Que la notion de « bon sauvage » chère à Jean-Jacques Rousseau puisse paraître vraiment naïve de nos jours, après l’émergence des sciences humaines et des relatives désillusions qu’elles ont apportées quant à l’ambivalence humaine (eros et thanatos, la violence mimétique, etc…) ne choque plus outre mesure, l’auteur romantique se trouve d’ailleurs naturellement excusé au vu du siècle d’où il avait été victime d’une pareille méprise…
Il est par contre plus difficile d’admettre certaines postures de la part d’un scientifique contemporain tel que Claude Levi-Strauss : « Peut-être découvrirons-nous un jour que la même logique est à l’œuvre dans la pensée mythique et dans la pensée scientifique, et que l’homme a toujours pensé aussi bien » (Anthropologie structurale); « Le propre de la pensée sauvage est d’être intemporelle »; « J’ai l’intelligence néolithique »… Toutes ces citations, nombreuses et si convergentes, nous montrent du doigt, mettent à l’index, jettent même l’anathème sur cette civilisation « industrielle » occidentale qui est la nôtre. L’anthropologue détesterait notre société technicienne qu’il ne parlerait pas autrement : « La civilisation occidentale s’est entièrement tournée, depuis deux ou trois siècles, vers la mise à disposition de l’homme de moyens mécaniques de plus en plus puissants », comme si notre société pouvait se réduire à la mécanisation, à la quantification et à la robotisation alors même que derrière ces concepts se sont accumulés des siècles de découvertes scientifiques et l’élaboration de méthodologies, de protocoles et de systèmes de raisonnements de plus en plus sophistiqués…

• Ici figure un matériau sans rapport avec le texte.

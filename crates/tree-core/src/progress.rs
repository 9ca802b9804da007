//! The shared chaos → formed progress scalar and the mode that steers it.

use crate::constants::PROGRESS_RATE_PER_SEC;
use crate::error::ConfigError;

/// User-selected tree state. Owned by the display surface.
#[derive(Clone, Copy, Debug, Default, PartialEq, Eq, Hash)]
pub enum Mode {
    Chaos,
    #[default]
    Formed,
}

impl Mode {
    /// Progress value this mode pulls toward.
    #[inline]
    pub fn target(self) -> f32 {
        match self {
            Mode::Chaos => 0.0,
            Mode::Formed => 1.0,
        }
    }

    pub fn toggled(self) -> Self {
        match self {
            Mode::Chaos => Mode::Formed,
            Mode::Formed => Mode::Chaos,
        }
    }

    pub fn label(self) -> &'static str {
        match self {
            Mode::Chaos => "CHAOS",
            Mode::Formed => "FORMED",
        }
    }

    /// Caption for the control that leaves this mode.
    pub fn toggle_action(self) -> &'static str {
        match self {
            Mode::Chaos => "Reform Tree",
            Mode::Formed => "Release Chaos",
        }
    }
}

/// One frame-rate independent easing step toward `target`.
///
/// `alpha = 1 - exp(-rate * dt)` stays in [0, 1) for any dt >= 0, so the
/// result never overshoots. Non-finite or negative `dt` is treated as zero.
#[inline]
pub fn step(current: f32, target: f32, rate: f32, dt: f32) -> f32 {
    let dt = if dt.is_finite() { dt.max(0.0) } else { 0.0 };
    let alpha = 1.0 - (-rate * dt).exp();
    let next = current + (target - current) * alpha;
    if next.is_finite() {
        next.clamp(0.0, 1.0)
    } else {
        current.clamp(0.0, 1.0)
    }
}

/// Last finite `(progress, time)` pair an animator was given.
///
/// Non-finite inputs fall back to the held value; finite progress is clamped
/// to [0, 1].
#[derive(Clone, Copy, Debug, Default, PartialEq)]
pub struct LastGood {
    progress: f32,
    time: f32,
}

impl LastGood {
    pub fn accept(&mut self, progress: f32, time: f32) -> (f32, f32) {
        if progress.is_finite() {
            self.progress = progress.clamp(0.0, 1.0);
        }
        if time.is_finite() {
            self.time = time;
        }
        (self.progress, self.time)
    }

    pub fn progress(&self) -> f32 {
        self.progress
    }

    pub fn time(&self) -> f32 {
        self.time
    }
}

#[derive(Clone, Debug)]
pub struct ProgressController {
    value: f32,
    rate: f32,
}

impl Default for ProgressController {
    fn default() -> Self {
        Self {
            value: 0.0,
            rate: PROGRESS_RATE_PER_SEC,
        }
    }
}

impl ProgressController {
    pub fn new(initial: f32, rate: f32) -> Result<Self, ConfigError> {
        if !(rate.is_finite() && rate > 0.0) {
            return Err(ConfigError::InvalidRate(rate));
        }
        if !(0.0..=1.0).contains(&initial) {
            return Err(ConfigError::InvalidProgress(initial));
        }
        Ok(Self {
            value: initial,
            rate,
        })
    }

    #[inline]
    pub fn value(&self) -> f32 {
        self.value
    }

    pub fn rate(&self) -> f32 {
        self.rate
    }

    /// Ease toward the mode's target and return the new value.
    pub fn advance(&mut self, mode: Mode, dt: f32) -> f32 {
        self.value = step(self.value, mode.target(), self.rate, dt);
        self.value
    }
}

La logique cartésienne a constitué un énorme pas en avant dans l’objectivité et la compréhension du réel. Et voila que la logique systémique se propose de la supplanter pour améliorer encore un peu plus notre façon de réfléchir et d’envisager la complexité. En fait, sans cesse l’homme recherche, décortique, invente par bribes et améliore sa compréhension et sa maîtrise du réel et ce n’est pas la moindre des qualités de la société industrielle que d’avoir développé cette curiosité scientifique, cette culture humaniste, cette soif quasi pathologique de comprendre le pourquoi des choses qui nous entourent avec des moyens appropriés, et cette obsession maladive de tout transmettre aux générations suivantes sans en perdre une miette (nous sommes même devenus les champions du « progrès cumulatif », n’en déplaise à l’auteur !). Est-ce seulement le culte de la mécanisation ? Est-ce seulement la course à la « quantité d’énergie disponible par individu » dont parle l’ethnologue ? N’est ce pas profondément réducteur ? Jean Baudrillard voit dans le progrès scientifique la manifestation d’une pulsion autrement plus fondamentale, infra culturelle et puissante : la lutte contre la mort…
A partir de telles sentences, il est tout à fait logique que Claude Levi-Strauss estime impossible de hiérarchiser les cultures et d’admettre la « relative supériorité » de la société occidentale actuelle. Pourtant, et sans remettre en cause les apports déterminants de l’auteur en matière d’analyse structuraliste (de la parenté, de l’Oedipe, etc…), de telles postures ne revêtent absolument rien de scientifique. Elles défraient même la logique, si tant est que l’on puisse raisonner en dehors de toute morale, ne serait-ce que momentanément, et il faut espérer que oui. Elles ne sont d’ailleurs que des injonctions moralisantes, avec toute la toxicité qu’elles comportent à vouloir se substituer au discours scientifique parce qu’elles l’accompagnent…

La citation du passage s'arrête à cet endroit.